Source material »
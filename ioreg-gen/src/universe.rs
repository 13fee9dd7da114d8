//! The candidate symbol sets that are probed on every target variant.

use std::collections::HashSet;

use serde::{Deserialize, Serialize};

use crate::error::ConfigError;

/// The two groups of symbols that are probed.
#[derive(Debug, Clone, Copy, PartialEq, Eq, Hash, Serialize, Deserialize)]
#[serde(rename_all = "lowercase")]
pub enum UniverseKind {
    /// Memory mapped I/O registers. The probe captures their address.
    Register,
    /// Memory layout constants such as `RAMEND`. The probe captures their value.
    Constant,
}

impl UniverseKind {
    /// Prefix of the data objects emitted into the probe source for this group.
    pub fn probe_prefix(self) -> &'static str {
        match self {
            UniverseKind::Register => "ioreg_",
            UniverseKind::Constant => "const_",
        }
    }

    /// Character prepended to registry keys of this group.
    ///
    /// `$` is not valid in a C identifier, so a marked key never collides with a register name.
    pub fn key_marker(self) -> Option<char> {
        match self {
            UniverseKind::Register => None,
            UniverseKind::Constant => Some('$'),
        }
    }

    /// The key under which `identifier` is stored in the registry.
    pub fn registry_key(self, identifier: &str) -> String {
        match self.key_marker() {
            Some(marker) => format!("{marker}{identifier}"),
            None => identifier.to_owned(),
        }
    }

    /// Singular noun used in diagnostics.
    pub fn noun(self) -> &'static str {
        match self {
            UniverseKind::Register => "register",
            UniverseKind::Constant => "constant",
        }
    }
}

/// An ordered set of candidate identifiers together with the subset that has to be
/// found on every variant.
#[derive(Debug, Clone, PartialEq, Eq, Serialize, Deserialize)]
pub struct SymbolUniverse {
    pub kind: UniverseKind,
    pub candidates: Vec<String>,
    #[serde(default)]
    pub required: Vec<String>,
}

impl SymbolUniverse {
    pub fn new<I, S>(kind: UniverseKind, candidates: I) -> Self
    where
        I: IntoIterator<Item = S>,
        S: Into<String>,
    {
        Self {
            kind,
            candidates: candidates.into_iter().map(Into::into).collect(),
            required: Vec::new(),
        }
    }

    /// Marks the given identifiers as required.
    pub fn with_required<I, S>(mut self, required: I) -> Self
    where
        I: IntoIterator<Item = S>,
        S: Into<String>,
    {
        self.required = required.into_iter().map(Into::into).collect();
        self
    }

    pub fn contains(&self, identifier: &str) -> bool {
        self.candidates.iter().any(|c| c == identifier)
    }

    /// Position of `identifier` in the candidate list.
    pub fn position(&self, identifier: &str) -> Option<usize> {
        self.candidates.iter().position(|c| c == identifier)
    }

    /// Checks that the candidates are usable C identifiers, unique, and that the
    /// required subset only names candidates.
    pub fn validate(&self) -> Result<(), ConfigError> {
        let mut seen = HashSet::new();
        for candidate in &self.candidates {
            if !is_c_identifier(candidate) {
                return Err(ConfigError::InvalidIdentifier {
                    kind: self.kind,
                    identifier: candidate.clone(),
                });
            }
            if !seen.insert(candidate.as_str()) {
                return Err(ConfigError::DuplicateCandidate {
                    kind: self.kind,
                    identifier: candidate.clone(),
                });
            }
        }

        if let Some(required) = self.required.iter().find(|r| !seen.contains(r.as_str())) {
            return Err(ConfigError::RequiredNotCandidate {
                kind: self.kind,
                identifier: required.clone(),
            });
        }

        Ok(())
    }
}

/// Validates both universes.
///
/// The two universes may share an identifier: constant keys carry a marker in the registry.
pub fn validate_universes(
    registers: &SymbolUniverse,
    constants: &SymbolUniverse,
) -> Result<(), ConfigError> {
    registers.validate()?;
    constants.validate()
}

fn is_c_identifier(name: &str) -> bool {
    let mut chars = name.chars();
    match chars.next() {
        Some(first) if first == '_' || first.is_ascii_alphabetic() => {
            chars.all(|c| c == '_' || c.is_ascii_alphanumeric())
        }
        _ => false,
    }
}

#[cfg(test)]
mod test {
    use super::*;

    #[test]
    fn constant_keys_are_marked() {
        assert_eq!(UniverseKind::Register.registry_key("SPL"), "SPL");
        assert_eq!(UniverseKind::Constant.registry_key("SPL"), "$SPL");
        assert_ne!(
            UniverseKind::Register.registry_key("RAMEND"),
            UniverseKind::Constant.registry_key("RAMEND")
        );
    }

    #[test]
    fn rejects_required_outside_of_candidates() {
        let universe = SymbolUniverse::new(UniverseKind::Register, ["SPL", "SPH"])
            .with_required(["SREG"]);

        assert!(matches!(
            universe.validate(),
            Err(ConfigError::RequiredNotCandidate { identifier, .. }) if identifier == "SREG"
        ));
    }

    #[test]
    fn rejects_invalid_and_duplicate_names() {
        let invalid = SymbolUniverse::new(UniverseKind::Constant, ["RAM END"]);
        assert!(matches!(
            invalid.validate(),
            Err(ConfigError::InvalidIdentifier { .. })
        ));

        let duplicate = SymbolUniverse::new(UniverseKind::Register, ["SPL", "SPL"]);
        assert!(matches!(
            duplicate.validate(),
            Err(ConfigError::DuplicateCandidate { .. })
        ));
    }

    #[test]
    fn universes_may_share_an_identifier() {
        let registers = SymbolUniverse::new(UniverseKind::Register, ["SPL", "SREG"]);
        let constants = SymbolUniverse::new(UniverseKind::Constant, ["SPL", "RAMEND"]);

        validate_universes(&registers, &constants).unwrap();
    }
}
use std::collections::HashSet;
use std::path::{Path, PathBuf};

use figment::{
    providers::{Env, Format, Json, Toml, Yaml},
    Figment,
};
use serde::{Deserialize, Serialize};

use crate::error::ConfigError;
use crate::toolchain::{Toolchain, VARIANT_PLACEHOLDER};
use crate::universe::{validate_universes, SymbolUniverse, UniverseKind};

const DEFAULT_CONFIG: &str = include_str!("default.toml");

/// Prefix of environment variables overriding configuration values,
/// e.g. `IOREG_GEN_TOOLCHAIN__COMPILER`.
const ENV_PREFIX: &str = "IOREG_GEN_";

/// The complete input of a generator run.
#[derive(Debug, Clone, PartialEq, Eq, Deserialize, Serialize)]
#[serde(deny_unknown_fields)]
pub struct GeneratorConfig {
    pub toolchain: ToolchainConfig,
    pub registers: UniverseConfig,
    pub constants: UniverseConfig,
    /// Target variants in the order they appear in the output.
    pub variants: Vec<String>,
    /// The generated source file.
    pub output: PathBuf,
    /// Directory for the probe source and compiled objects.
    /// A temporary directory is used when this is not set.
    #[serde(default)]
    pub build_dir: Option<PathBuf>,
}

/// How to invoke the target compiler.
#[derive(Debug, Clone, PartialEq, Eq, Deserialize, Serialize)]
#[serde(deny_unknown_fields)]
pub struct ToolchainConfig {
    pub compiler: String,
    pub target_flag: String,
    /// Device header included by the probe source.
    pub header: String,
    pub data_section: String,
    #[serde(default)]
    pub flags: Vec<String>,
}

/// Candidates and required subset of one universe.
#[derive(Debug, Clone, PartialEq, Eq, Deserialize, Serialize)]
#[serde(deny_unknown_fields)]
pub struct UniverseConfig {
    pub candidates: Vec<String>,
    #[serde(default)]
    pub required: Vec<String>,
}

impl UniverseConfig {
    fn universe(&self, kind: UniverseKind) -> SymbolUniverse {
        SymbolUniverse::new(kind, self.candidates.iter().cloned())
            .with_required(self.required.iter().cloned())
    }
}

impl GeneratorConfig {
    /// The built-in configuration for the AVR toolchain.
    pub fn builtin() -> Result<Self, ConfigError> {
        Self::extract(Self::base())
    }

    /// Loads the built-in configuration, merges `path` on top and applies
    /// `IOREG_GEN_*` environment overrides.
    pub fn load(path: Option<&Path>) -> Result<Self, ConfigError> {
        let mut figment = Self::base();

        if let Some(path) = path {
            figment = match path.extension().and_then(|e| e.to_str()) {
                Some("toml") => figment.merge(Toml::file(path)),
                Some("json") => figment.merge(Json::file(path)),
                Some("yml" | "yaml") => figment.merge(Yaml::file(path)),
                _ => return Err(ConfigError::UnsupportedFormat(path.to_path_buf())),
            };
        }

        Self::extract(figment.merge(Env::prefixed(ENV_PREFIX).split("__")))
    }

    fn base() -> Figment {
        Figment::new().merge(Toml::string(DEFAULT_CONFIG))
    }

    fn extract(figment: Figment) -> Result<Self, ConfigError> {
        figment
            .extract()
            .map_err(|error| ConfigError::Load(Box::new(error)))
    }

    pub fn register_universe(&self) -> SymbolUniverse {
        self.registers.universe(UniverseKind::Register)
    }

    pub fn constant_universe(&self) -> SymbolUniverse {
        self.constants.universe(UniverseKind::Constant)
    }

    pub fn toolchain(&self) -> Toolchain {
        let mut toolchain = Toolchain::new(
            self.toolchain.compiler.clone(),
            self.toolchain.target_flag.clone(),
        );
        toolchain.flags.clone_from(&self.toolchain.flags);
        toolchain
    }

    /// Checks the configuration for mistakes that would only surface after compiling.
    pub fn validate(&self) -> Result<(), ConfigError> {
        if !self.toolchain.target_flag.contains(VARIANT_PLACEHOLDER) {
            return Err(ConfigError::InvalidTargetFlag(
                self.toolchain.target_flag.clone(),
            ));
        }

        if self.variants.is_empty() {
            return Err(ConfigError::NoVariants);
        }

        // Variants name the compiled objects inside the build directory.
        if let Some(variant) = self.variants.iter().find(|v| !is_file_name(v)) {
            return Err(ConfigError::InvalidVariant(variant.clone()));
        }

        let mut seen = HashSet::new();
        if let Some(duplicate) = self.variants.iter().find(|v| !seen.insert(v.as_str())) {
            return Err(ConfigError::DuplicateVariant(duplicate.clone()));
        }

        validate_universes(&self.register_universe(), &self.constant_universe())
    }
}

fn is_file_name(variant: &str) -> bool {
    !variant.is_empty()
        && variant != "."
        && variant != ".."
        && !variant.contains(['/', '\\'])
}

Directions for this task »
Beginning at the top of the records above, transcribe each line exactly up to and including the line that holds "that are probed.".

Answer space »
filename ioreg-gen/src/universe.rs
repository 13fee9dd7da114d8
//! The candidate symbol sets that are probed on every target variant.

use std::collections::HashSet;

use serde::{Deserialize, Serialize};

use crate::error::ConfigError;

/// The two groups of symbols that are probed.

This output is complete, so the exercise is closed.